Despite the controversial data in the literature, based mainly on IHC, lung cancer patients are currently enrolled in clinical trials for treatment with monoclonal antibodies against HER2/neu (for review, see Ref. 38).

In this study, we comprehensively investigated a large series of NSCLC with the purpose to document HER2/neu alterations in these carcinomas. Specifically, we have used FISH, real time RT-PCR, and IHC to evaluate gene amplification, gene transcription, and protein expression in NSCLC.

The purpose of the investigation is 2-fold: (a) to document the prevalence of HER2/neu alterations in NSCLC at different molecular levels; and (b) to evaluate the applied techniques for their potential clinical application.

Patients and Tissue Specimens.

The study group comprised all of the patients who underwent surgical resection for NSCLC in 1995 and 1996 at the Department of Surgery, University of Pisa, with available frozen tumor samples; 115 patients were included. Clinical and pathological characteristics of patients are detailed in Table 1. For each case, fresh macroscopically normal tissue samples (taken as far as possible from neoplasia) and specimens representative of the tumor were frozen within 10 min from surgical resection and stored at −80°C; immediately adjacent pieces of tumors were fixed both in Amex and 10% buffered neutral formalin and embedded in paraffin. In all tumor specimens, the amount of neoplastic area was ≥80% of tumor sample, confirmed by histological examination. Similarly, all macroscopically nonneoplastic samples were histologically judged to be benign.

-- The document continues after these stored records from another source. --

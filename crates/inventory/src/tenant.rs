//! Tenant tagging for incoming lots and sales.

use cogs_core::{DomainResult, TenantId, TenantScope, ensure_tenant_id};

use crate::lot::PurchaseLot;
use crate::sale::Sale;

pub use cogs_core::filter_by_tenant;

/// Adopt untagged lots into the tenant in scope; reject lots owned by another tenant.
pub fn ensure_tenant_id_on_lots(scope: &TenantScope, lots: &mut [PurchaseLot]) -> DomainResult<usize> {
    let assigned = ensure_tenant_id(scope, lots)?;
    tracing::debug!(count = lots.len(), assigned, "lots tagged with tenant");
    Ok(assigned)
}

/// Adopt untagged sales into the tenant in scope; reject sales owned by another tenant.
pub fn ensure_tenant_id_on_sales(scope: &TenantScope, sales: &mut [Sale]) -> DomainResult<usize> {
    let assigned = ensure_tenant_id(scope, sales)?;
    tracing::debug!(count = sales.len(), assigned, "sales tagged with tenant");
    Ok(assigned)
}

/// True when every record is tagged with `tenant_id`.
pub fn all_owned_by(lots: &[PurchaseLot], sales: &[Sale], tenant_id: TenantId) -> bool {
    lots.iter().all(|l| l.tenant_id == Some(tenant_id))
        && sales.iter().all(|s| s.tenant_id == Some(tenant_id))
}
//! Costing domain module: FIFO cost-of-goods-sold allocation.
//!
//! Deterministic domain logic only. Given a tenant's lots and a batch of
//! sales/returns it computes per-sale COGS attributions, a new inventory
//! snapshot, monthly summaries and data-quality findings.

pub mod attribution;
pub mod engine;
pub mod validation;
pub mod validator;

pub use attribution::{CogsAttribution, CogsSummary, LotAllocation};
pub use engine::{AppliedReturn, CostingMode, FifoOutcome, calculate_summary, process_transactions};
pub use validation::{FindingSource, ValidationError, ValidationErrorKind};
pub use validator::Validator;
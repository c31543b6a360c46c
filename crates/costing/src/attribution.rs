use chrono::NaiveDate;
use rust_decimal::Decimal;
use serde::{Deserialize, Serialize};

use cogs_core::{LotId, SaleId, TenantId};
use cogs_inventory::Sale;

/// Units of one sale drawn from one lot.
#[derive(Debug, Clone, PartialEq, Eq, Serialize, Deserialize)]
pub struct LotAllocation {
    pub lot_id: LotId,
    pub sku: String,
    pub quantity: Decimal,
    pub unit_cost: Decimal,
    pub total_cost: Decimal,
}

impl LotAllocation {
    pub fn new(lot_id: LotId, sku: impl Into<String>, quantity: Decimal, unit_cost: Decimal) -> Self {
        Self {
            lot_id,
            sku: sku.into(),
            quantity,
            unit_cost,
            total_cost: quantity * unit_cost,
        }
    }
}

/// A sale's cost of goods broken down across the lots it consumed.
///
/// Allocated quantities always sum to `quantity_sold`; a sale that cannot be
/// covered in full produces no attribution at all.
#[derive(Debug, Clone, PartialEq, Eq, Serialize, Deserialize)]
pub struct CogsAttribution {
    pub sale_id: SaleId,
    pub sku: String,
    pub sale_date: NaiveDate,
    pub quantity_sold: Decimal,
    pub tenant_id: Option<TenantId>,
    allocations: Vec<LotAllocation>,
    total_cogs: Decimal,
    average_unit_cost: Decimal,
}

impl CogsAttribution {
    pub fn new(sale: &Sale, allocations: Vec<LotAllocation>) -> Self {
        let total_cogs: Decimal = allocations.iter().map(|a| a.total_cost).sum();
        let average_unit_cost = if sale.quantity_sold.is_zero() {
            Decimal::ZERO
        } else {
            total_cogs / sale.quantity_sold
        };
        Self {
            sale_id: sale.sale_id.clone(),
            sku: sale.sku.clone(),
            sale_date: sale.sale_date,
            quantity_sold: sale.quantity_sold,
            tenant_id: sale.tenant_id,
            allocations,
            total_cogs,
            average_unit_cost,
        }
    }

    pub fn allocations(&self) -> &[LotAllocation] {
        &self.allocations
    }

    pub fn total_cogs(&self) -> Decimal {
        self.total_cogs
    }

    pub fn average_unit_cost(&self) -> Decimal {
        self.average_unit_cost
    }

    pub fn allocated_quantity(&self) -> Decimal {
        self.allocations.iter().map(|a| a.quantity).sum()
    }

    /// Accounting period of the sale, `YYYY-MM`.
    pub fn period(&self) -> String {
        self.sale_date.format("%Y-%m").to_string()
    }
}

/// Monthly rollup of attributions for one SKU.
#[derive(Debug, Clone, PartialEq, Eq, Serialize, Deserialize)]
pub struct CogsSummary {
    pub sku: String,
    /// `YYYY-MM`
    pub period: String,
    pub total_quantity_sold: Decimal,
    pub total_cogs: Decimal,
    pub average_unit_cost: Decimal,
}

#[cfg(test)]
mod tests {
    use super::*;
    use rust_decimal_macros::dec;

    #[test]
    fn totals_and_average_derive_from_allocations() {
        let sale = Sale::new("S1", "A", NaiveDate::from_ymd_opt(2024, 2, 1).unwrap(), dec!(120));
        let attribution = CogsAttribution::new(
            &sale,
            vec![
                LotAllocation::new(LotId::new("L1"), "A", dec!(100), dec!(11)),
                LotAllocation::new(LotId::new("L2"), "A", dec!(20), dec!(12)),
            ],
        );

        assert_eq!(attribution.total_cogs(), dec!(1340));
        assert_eq!(attribution.allocated_quantity(), dec!(120));
        assert_eq!(attribution.average_unit_cost(), dec!(1340) / dec!(120));
        assert_eq!(attribution.period(), "2024-02");
    }

    #[test]
    fn zero_quantity_sale_has_zero_average() {
        let sale = Sale::new("S1", "A", NaiveDate::from_ymd_opt(2024, 2, 1).unwrap(), Decimal::ZERO);
        let attribution = CogsAttribution::new(&sale, vec![]);
        assert_eq!(attribution.average_unit_cost(), Decimal::ZERO);
    }
}
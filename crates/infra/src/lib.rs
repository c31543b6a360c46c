//! Infrastructure layer: run lifecycle, persistence boundary and the
//! journaled orchestrator around the costing engine.

pub mod config;
pub mod orchestrator;
pub mod run;
pub mod store;


pub use config::OrchestratorConfig;
pub use orchestrator::{
    CogsRunOrchestrator, CreateRunRequest, RollbackResult, RollbackStatus, RunError, RunResult,
};
pub use run::{CogsRun, RunStats, RunStatus};
pub use store::{CogsStore, InMemoryCogsStore, StoreError};
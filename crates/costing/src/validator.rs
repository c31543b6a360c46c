//! Pre-flight validation of lots and sales.
//!
//! Four independent passes, none of which mutates its input. `validate_all`
//! runs every pass and concatenates the findings; there is no early exit.
//!
//! The aggregate-sufficiency pass nets demand over the whole batch while the
//! engine applies every return before any sale, so the two can disagree when
//! returns and sales interleave. The engine is authoritative per sale.

use std::collections::BTreeMap;

use chrono::{NaiveDate, Utc};
use rust_decimal::Decimal;

use cogs_core::duplicate_ids;
use cogs_inventory::{PurchaseLot, Sale};

use crate::validation::{FindingSource, ValidationError, ValidationErrorKind};

#[derive(Debug, Clone, Copy, PartialEq, Eq)]
pub struct Validator {
    today: NaiveDate,
}

impl Validator {
    /// Validator that treats `today` as the latest acceptable sale date.
    pub fn new(today: NaiveDate) -> Self {
        Self { today }
    }

    /// Validator anchored at the current UTC date.
    pub fn for_today() -> Self {
        Self::new(Utc::now().date_naive())
    }

    pub fn today(&self) -> NaiveDate {
        self.today
    }

    pub fn validate_all(&self, lots: &[PurchaseLot], sales: &[Sale]) -> Vec<ValidationError> {
        let mut findings = self.validate_sales(sales);
        findings.extend(self.validate_lots(lots));
        findings.extend(self.validate_date_availability(lots, sales));
        findings.extend(self.validate_aggregate_sufficiency(lots, sales));
        tracing::debug!(
            lots = lots.len(),
            sales = sales.len(),
            findings = findings.len(),
            "pre-flight validation complete"
        );
        findings
    }

    /// Duplicate ids, zero quantities, empty SKUs and future dates.
    pub fn validate_sales(&self, sales: &[Sale]) -> Vec<ValidationError> {
        let mut findings: Vec<ValidationError> = duplicate_ids(sales)
            .into_iter()
            .map(|id| {
                let mut e = ValidationError::new(
                    ValidationErrorKind::DuplicateSaleId,
                    FindingSource::Validator,
                    format!("sale id {id} appears more than once"),
                );
                e.sale_id = Some(id);
                e
            })
            .collect();

        for sale in sales {
            if sale.quantity_sold.is_zero() {
                findings.push(
                    ValidationError::new(
                        ValidationErrorKind::ZeroQuantity,
                        FindingSource::Validator,
                        format!("sale {} has zero quantity", sale.sale_id),
                    )
                    .for_sale(&sale.sale_id, &sale.sku),
                );
            }
            if sale.sku.trim().is_empty() {
                findings.push(
                    ValidationError::new(
                        ValidationErrorKind::EmptySku,
                        FindingSource::Validator,
                        format!("sale {} has no SKU", sale.sale_id),
                    )
                    .for_sale(&sale.sale_id, &sale.sku),
                );
            }
            if sale.sale_date > self.today {
                let days_ahead = (sale.sale_date - self.today).num_days();
                findings.push(
                    ValidationError::new(
                        ValidationErrorKind::FutureDate { days_ahead },
                        FindingSource::Validator,
                        format!("sale {} is dated {} ({days_ahead} days ahead)", sale.sale_id, sale.sale_date),
                    )
                    .for_sale(&sale.sale_id, &sale.sku),
                );
            }
        }
        findings
    }

    /// Duplicate ids, bad quantities, negative prices and empty SKUs.
    pub fn validate_lots(&self, lots: &[PurchaseLot]) -> Vec<ValidationError> {
        let mut findings: Vec<ValidationError> = duplicate_ids(lots)
            .into_iter()
            .map(|id| {
                let mut e = ValidationError::new(
                    ValidationErrorKind::DuplicateLotId,
                    FindingSource::Validator,
                    format!("lot id {id} appears more than once"),
                );
                e.lot_id = Some(id);
                e
            })
            .collect();

        for lot in lots {
            let finding = |kind: ValidationErrorKind, message: String| {
                ValidationError::new(kind, FindingSource::Validator, message).for_lot(&lot.lot_id, &lot.sku)
            };
            let original = lot.original_quantity();
            let remaining = lot.remaining_quantity();

            if original <= Decimal::ZERO {
                findings.push(finding(
                    ValidationErrorKind::InvalidQuantity { quantity: original },
                    format!("lot {} has non-positive quantity {original}", lot.lot_id),
                ));
            }
            if remaining < Decimal::ZERO {
                findings.push(finding(
                    ValidationErrorKind::NegativeRemaining { remaining },
                    format!("lot {} has negative remaining quantity {remaining}", lot.lot_id),
                ));
            }
            if remaining > original {
                findings.push(finding(
                    ValidationErrorKind::RemainingExceedsOriginal { remaining, original },
                    format!("lot {} has {remaining} remaining of {original} received", lot.lot_id),
                ));
            }
            if lot.unit_price < Decimal::ZERO || lot.freight_cost_per_unit < Decimal::ZERO {
                findings.push(finding(
                    ValidationErrorKind::NegativePrice {
                        unit_price: lot.unit_price,
                        freight_cost_per_unit: lot.freight_cost_per_unit,
                    },
                    format!("lot {} has a negative price or freight cost", lot.lot_id),
                ));
            }
            if lot.sku.trim().is_empty() {
                findings.push(finding(
                    ValidationErrorKind::EmptySku,
                    format!("lot {} has no SKU", lot.lot_id),
                ));
            }
        }
        findings
    }

    /// Every regular sale needs at least one lot of its SKU with units on hand
    /// that was received on or before the sale date.
    pub fn validate_date_availability(&self, lots: &[PurchaseLot], sales: &[Sale]) -> Vec<ValidationError> {
        let mut findings = Vec::new();

        for sale in sales.iter().filter(|s| !s.is_return() && !s.sku.trim().is_empty()) {
            let sku_lots: Vec<&PurchaseLot> = lots.iter().filter(|l| l.sku == sale.sku).collect();

            if sku_lots
                .iter()
                .any(|l| l.has_remaining() && l.received_date <= sale.sale_date)
            {
                continue;
            }

            let Some(first_received) = sku_lots.iter().map(|l| l.received_date).min() else {
                findings.push(
                    ValidationError::new(
                        ValidationErrorKind::NoInventoryForSku,
                        FindingSource::Validator,
                        format!("no lots exist for SKU {}", sale.sku),
                    )
                    .for_sale(&sale.sale_id, &sale.sku),
                );
                continue;
            };

            // Earlier lots exist but are used up; the sufficiency pass covers that.
            if first_received <= sale.sale_date {
                continue;
            }

            let days_gap = (first_received - sale.sale_date).num_days();
            findings.push(
                ValidationError::new(
                    ValidationErrorKind::SaleBeforeInventory { first_received, days_gap },
                    FindingSource::Validator,
                    format!(
                        "sale {} on {} precedes first receipt of SKU {} on {first_received} by {days_gap} days",
                        sale.sale_id, sale.sale_date, sale.sku
                    ),
                )
                .for_sale(&sale.sale_id, &sale.sku),
            );
        }
        findings
    }

    /// Net signed demand per SKU against total remaining supply.
    pub fn validate_aggregate_sufficiency(&self, lots: &[PurchaseLot], sales: &[Sale]) -> Vec<ValidationError> {
        let mut demand: BTreeMap<&str, Decimal> = BTreeMap::new();
        for sale in sales {
            *demand.entry(sale.sku.as_str()).or_insert(Decimal::ZERO) += sale.signed_quantity();
        }

        demand
            .into_iter()
            .filter_map(|(sku, demand)| {
                let supply: Decimal = lots
                    .iter()
                    .filter(|l| l.sku == sku)
                    .map(|l| l.remaining_quantity())
                    .sum();
                (demand > supply).then(|| {
                    let shortfall = demand - supply;
                    ValidationError::new(
                        ValidationErrorKind::InsufficientTotalInventory { demand, supply, shortfall },
                        FindingSource::Validator,
                        format!("SKU {sku} needs {demand} but only {supply} remain (short {shortfall})"),
                    )
                    .for_sku(sku)
                })
            })
            .collect()
    }
}

#[cfg(test)]
mod tests {
    use super::*;
    use rust_decimal_macros::dec;

    fn d(y: i32, m: u32, day: u32) -> NaiveDate {
        NaiveDate::from_ymd_opt(y, m, day).unwrap()
    }

    fn validator() -> Validator {
        Validator::new(d(2024, 6, 30))
    }

    fn lot(id: &str, sku: &str, received: NaiveDate, qty: Decimal) -> PurchaseLot {
        PurchaseLot::new(id, sku, received, qty, dec!(10), dec!(1))
    }

    fn codes(findings: &[ValidationError]) -> Vec<&'static str> {
        findings.iter().map(|f| f.code()).collect()
    }

    #[test]
    fn sales_pass_flags_each_problem() {
        let sales = vec![
            Sale::new("S1", "A", d(2024, 2, 1), dec!(5)),
            Sale::new("S1", "A", d(2024, 2, 2), dec!(5)),
            Sale::new("S2", "A", d(2024, 2, 3), Decimal::ZERO),
            Sale::new("S3", "  ", d(2024, 2, 4), dec!(1)),
            Sale::new("S4", "A", d(2024, 7, 5), dec!(1)),
        ];

        let findings = validator().validate_sales(&sales);

        assert_eq!(
            codes(&findings),
            vec!["DUPLICATE_SALE_ID", "ZERO_QUANTITY", "EMPTY_SKU", "FUTURE_DATE"]
        );
        assert_eq!(findings[3].kind, ValidationErrorKind::FutureDate { days_ahead: 5 });
    }

    #[test]
    fn lots_pass_flags_each_problem() {
        let lots = vec![
            lot("L1", "A", d(2024, 1, 1), dec!(10)),
            lot("L1", "A", d(2024, 1, 2), dec!(10)),
            lot("L2", "A", d(2024, 1, 1), Decimal::ZERO),
            lot("L3", "A", d(2024, 1, 1), dec!(5)).with_remaining(dec!(-1)),
            lot("L4", "A", d(2024, 1, 1), dec!(5)).with_remaining(dec!(6)),
            PurchaseLot::new("L5", "A", d(2024, 1, 1), dec!(5), dec!(-2), dec!(0)),
            lot("L6", "", d(2024, 1, 1), dec!(5)),
        ];

        let findings = validator().validate_lots(&lots);

        assert_eq!(
            codes(&findings),
            vec![
                "DUPLICATE_LOT_ID",
                "INVALID_QUANTITY",
                "NEGATIVE_REMAINING",
                "REMAINING_EXCEEDS_ORIGINAL",
                "NEGATIVE_PRICE",
                "EMPTY_SKU",
            ]
        );
    }

    #[test]
    fn date_pass_distinguishes_late_lots_from_missing_sku() {
        let lots = vec![lot("L1", "A", d(2024, 3, 11), dec!(10))];
        let sales = vec![
            Sale::new("S1", "A", d(2024, 3, 1), dec!(1)),
            Sale::new("S2", "B", d(2024, 3, 1), dec!(1)),
            Sale::new("S3", "A", d(2024, 3, 20), dec!(1)),
            Sale::new("R1", "B", d(2024, 3, 1), dec!(-1)),
        ];

        let findings = validator().validate_date_availability(&lots, &sales);

        assert_eq!(findings.len(), 2);
        assert_eq!(
            findings[0].kind,
            ValidationErrorKind::SaleBeforeInventory {
                first_received: d(2024, 3, 11),
                days_gap: 10
            }
        );
        assert_eq!(findings[1].kind, ValidationErrorKind::NoInventoryForSku);
        assert_eq!(findings[1].sku.as_deref(), Some("B"));
    }

    #[test]
    fn aggregate_pass_nets_returns_against_sales() {
        let lots = vec![lot("L1", "A", d(2024, 1, 1), dec!(10))];
        let covered = vec![
            Sale::new("S1", "A", d(2024, 2, 1), dec!(12)),
            Sale::new("R1", "A", d(2024, 2, 2), dec!(-3)),
        ];
        assert!(validator().validate_aggregate_sufficiency(&lots, &covered).is_empty());

        let short = vec![Sale::new("S1", "A", d(2024, 2, 1), dec!(14))];
        let findings = validator().validate_aggregate_sufficiency(&lots, &short);
        assert_eq!(
            findings[0].kind,
            ValidationErrorKind::InsufficientTotalInventory {
                demand: dec!(14),
                supply: dec!(10),
                shortfall: dec!(4)
            }
        );
    }

    #[test]
    fn validate_all_concatenates_every_pass_without_mutating() {
        let lots = vec![lot("L1", "A", d(2024, 1, 1), dec!(10))];
        let sales = vec![
            Sale::new("S1", "", d(2024, 2, 1), dec!(1)),
            Sale::new("S2", "B", d(2024, 2, 1), dec!(1)),
        ];
        let lots_before = lots.clone();

        let findings = validator().validate_all(&lots, &sales);

        assert_eq!(
            codes(&findings),
            vec![
                "EMPTY_SKU",
                "NO_INVENTORY_FOR_SKU",
                "INSUFFICIENT_TOTAL_INVENTORY",
                "INSUFFICIENT_TOTAL_INVENTORY",
            ]
        );
        assert_eq!(lots, lots_before);
        assert!(findings.iter().all(|f| f.source == FindingSource::Validator));
    }
}
//! Accounting output for COGS runs.
//!
//! Builds the double-entry journal entry (debit COGS, credit Inventory) for a
//! run's attributions and renders it for external accounting tools.

pub mod journal;

pub use journal::{Account, AccountKind, JournalAccounts, JournalEntry, JournalEntryLine, JournalFormat};
//! Tracing/logging setup shared by binaries and tests.

pub mod config;

/// Subscriber installation.
pub mod tracing;

pub use config::{LogFormat, ObservabilityConfig};

/// Initialize process-wide logging from the environment.
///
/// This is safe to call multiple times; subsequent calls become no-ops.
pub fn init() {
    tracing::init_with(&ObservabilityConfig::from_env());
}

/// Initialize process-wide logging with an explicit configuration.
pub fn init_with(config: &ObservabilityConfig) {
    tracing::init_with(config);
}

/// Route logs to the test harness writer (captured per test).
pub fn init_for_tests() {
    tracing::init_for_tests();
}
//! Entity trait: identity + continuity across state changes.

use std::collections::HashSet;

/// Entity marker + minimal interface.
pub trait Entity {
    /// Strongly-typed entity identifier.
    type Id: Clone + Eq + core::hash::Hash + core::fmt::Debug;

    /// Returns the entity identifier.
    fn id(&self) -> &Self::Id;
}

/// Identifiers that occur more than once, in order of their second occurrence.
///
/// Each repeated occurrence is reported, so an id seen three times yields two
/// entries.
pub fn duplicate_ids<E: Entity>(entities: &[E]) -> Vec<E::Id> {
    let mut seen = HashSet::with_capacity(entities.len());
    entities
        .iter()
        .filter(|e| !seen.insert(e.id().clone()))
        .map(|e| e.id().clone())
        .collect()
}

#[cfg(test)]
mod tests {
    use super::*;

    struct Row(u32);

    impl Entity for Row {
        type Id = u32;

        fn id(&self) -> &u32 {
            &self.0
        }
    }

    #[test]
    fn reports_each_repeated_occurrence() {
        let rows = vec![Row(1), Row(2), Row(1), Row(3), Row(1)];
        assert_eq!(duplicate_ids(&rows), vec![1, 1]);
    }

    #[test]
    fn unique_ids_yield_nothing() {
        let rows = vec![Row(1), Row(2)];
        assert!(duplicate_ids(&rows).is_empty());
    }
}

Standard 5-μm tissue sections were cut and stained with H&E and Alcian PAS and examined by light microscopy. Histopathological diagnosis was carried out according to the WHO classification of lung and pleural tumors (1999); pathological stage was determined according to the Tumor-Node-Metastasis staging system (2001).

IHC.

IHC was carried out on 5-μm tissue sections using the standard avidin-biotin-peroxidase complex method with the HER-2/neu DAKO polyclonal antiserum (DAKO, Glostrup, Denmark).

For each batch, a breast carcinoma with amplified HER-2/neu gene and strong immunoreactivity for HER-2/neu was used as positive control to ensure the quality.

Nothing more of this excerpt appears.